Personal information
- Born: 16 August 1958 Vorkuta, Russian SFSR, Soviet Union
- Died: 7 March 2011

Sport
- Sport: Athletics
- Event: Decathlon

Achievements and titles
- Personal best: 8698 pts (1984)

Medal record
Representing the Soviet Union
Friendship Games
| Gold medal – first place | 1984 Moscow | Decathlon |
Goodwill Games
| Gold medal – first place | 1986 Moscow | Decathlon |

= Grigoriy Degtyaryov =

Grigoriy Grigoryevich Degtyaryov (Григорий Григорьевич Дегтярёв; 16 August 1958 – 7 March 2011) was a Soviet Russian decathlete. Degtyaryov won gold medals at the 1984 Friendship Games and the 1986 Goodwill Games and was ranked in the world's top 10 in every year from 1982 to 1986. As of 2015, his personal best of 8698 points remains the Russian national record.

==Biography==

Degtyaryov was born in Vorkuta, Komi ASSR on 16 August 1958. He first represented the Soviet Union in a major international meet at the 1982 European Championships in Athens, where he placed sixth; Track & Field News ranked him fifth in the world that year. In 1983 Degtyaryov won first at the Hypo-Meeting in Götzis, and then at the Soviet Spartakiad; his Spartakiad score of 8538 points (on the 1962 scoring tables) was a new Soviet record. He entered the 1983 World Championships in Helsinki ranked third on season bests (behind Jürgen Hingsen and Siegfried Wentz, and ahead of eventual winner Daley Thompson), but dropped out of contention after four events; after an average start, he no-heighted in the high jump, missing three times at his opening height of 1.91 m. As in 1982, he placed fifth in the world in Track & Field Newss year-end rankings.

In 1984 Degtyaryov repeated as both Götzis champion and Soviet champion and also won at the Friendship Games in Moscow. At the Soviet Championships he scored his personal best and another Soviet record, 8652 points; after new scoring tables were introduced, this became 8698 points, which as of 2015 remains the Russian national record and ranks 18th on the world all-time list.
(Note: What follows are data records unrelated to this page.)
//! Infrastructure Layer - Adapters and external integrations.
//!
//! This layer contains the concrete implementations of the port interfaces
//! defined in the application layer.

/// Environment-driven configuration.
pub mod config;

/// HTTP API, health probes and metrics endpoint.
pub mod http;

/// Prometheus metrics instrumentation.
pub mod metrics;

/// Slack operator alerts.
pub mod notify;

/// Subscription and credential stores.
pub mod persistence;

/// Tracing and OpenTelemetry setup.
pub mod telemetry;

/// Venue WebSocket ticker transport.
pub mod ticker;
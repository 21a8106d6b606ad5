//! Health and Metrics Routes
//!
//! - `GET /health` - JSON health report
//! - `GET /healthz` - liveness probe
//! - `GET /readyz` - readiness probe, ready while the ticker is connected
//! - `GET /metrics` - Prometheus text

use std::sync::Arc;

use axum::Json;
use axum::extract::State;
use axum::http::StatusCode;
use axum::response::IntoResponse;
use chrono::{DateTime, Utc};
use serde::Serialize;

use super::server::AppState;
use crate::application::services::SessionSnapshot;
use crate::domain::session::SessionState;
use crate::infrastructure::metrics::get_metrics_handle;

/// Health check response.
#[derive(Debug, Clone, Serialize)]
pub struct HealthResponse {
    /// Overall status.
    pub status: HealthStatus,
    /// Service version.
    pub version: String,
    /// Server uptime in seconds.
    pub uptime_secs: u64,
    /// Current time.
    pub current_time: DateTime<Utc>,
    /// Ticker session summary.
    pub session: SessionHealth,
    /// Instruments with a cached tick.
    pub cached_instruments: usize,
}

/// Overall health status.
#[derive(Debug, Clone, Copy, PartialEq, Eq, Serialize)]
#[serde(rename_all = "lowercase")]
pub enum HealthStatus {
    /// Ticker connected.
    Healthy,
    /// A session exists but is not connected.
    Degraded,
    /// No session, or the session manager is gone.
    Unhealthy,
}

/// Ticker session summary.
#[derive(Debug, Clone, Serialize)]
pub struct SessionHealth {
    /// Lifecycle state, or "unavailable" when the manager has exited.
    pub state: &'static str,
    /// Whether the transport is connected.
    pub connected: bool,
    /// Whether a usable credential is loaded.
    pub has_credential: bool,
}

pub(super) async fn health_handler(State(state): State<Arc<AppState>>) -> impl IntoResponse {
    let response = build_health_response(&state).await;
    let status_code = match response.status {
        HealthStatus::Healthy | HealthStatus::Degraded => StatusCode::OK,
        HealthStatus::Unhealthy => StatusCode::SERVICE_UNAVAILABLE,
    };
    (status_code, Json(response))
}

pub(super) async fn liveness_handler() -> impl IntoResponse {
    (StatusCode::OK, "OK")
}

pub(super) async fn readiness_handler(State(state): State<Arc<AppState>>) -> impl IntoResponse {
    let connected = state
        .service
        .session()
        .status()
        .await
        .is_ok_and(|snapshot| snapshot.connected);

    if connected {
        (StatusCode::OK, "READY")
    } else {
        (StatusCode::SERVICE_UNAVAILABLE, "NOT READY")
    }
}

pub(super) async fn metrics_handler() -> impl IntoResponse {
    get_metrics_handle().map_or_else(
        || {
            (
                StatusCode::SERVICE_UNAVAILABLE,
                [("content-type", "text/plain")],
                "Metrics not initialized".to_string(),
            )
        },
        |handle| {
            (
                StatusCode::OK,
                [("content-type", "text/plain; version=0.0.4; charset=utf-8")],
                handle.render(),
            )
        },
    )
}

async fn build_health_response(state: &AppState) -> HealthResponse {
    let snapshot = state.service.session().status().await.ok();

    HealthResponse {
        status: determine_health_status(snapshot.as_ref()),
        version: state.version.clone(),
        uptime_secs: state.started_at.elapsed().as_secs(),
        current_time: Utc::now(),
        session: snapshot.as_ref().map_or(
            SessionHealth {
                state: "unavailable",
                connected: false,
                has_credential: false,
            },
            |s| SessionHealth {
                state: s.state.as_str(),
                connected: s.connected,
                has_credential: s.has_credential,
            },
        ),
        cached_instruments: state.service.cache().len(),
    }
}

fn determine_health_status(snapshot: Option<&SessionSnapshot>) -> HealthStatus {
    match snapshot {
        Some(s) if s.connected => HealthStatus::Healthy,
        Some(s) if s.state != SessionState::Idle => HealthStatus::Degraded,
        _ => HealthStatus::Unhealthy,
    }
}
Degtyaryov missed the 1984 Summer Olympics in Los Angeles due to the Soviet boycott, but was still ranked a career-best third in the world.

Degtyaryov remained in good shape for two more years, ranking in the world's top 10 in both 1985 and 1986 and winning gold at the 1986 Goodwill Games, ahead of Soviet record holder Aleksandr Apaychev. He retired as an athlete in 1987, but remained active in the sport as a coach.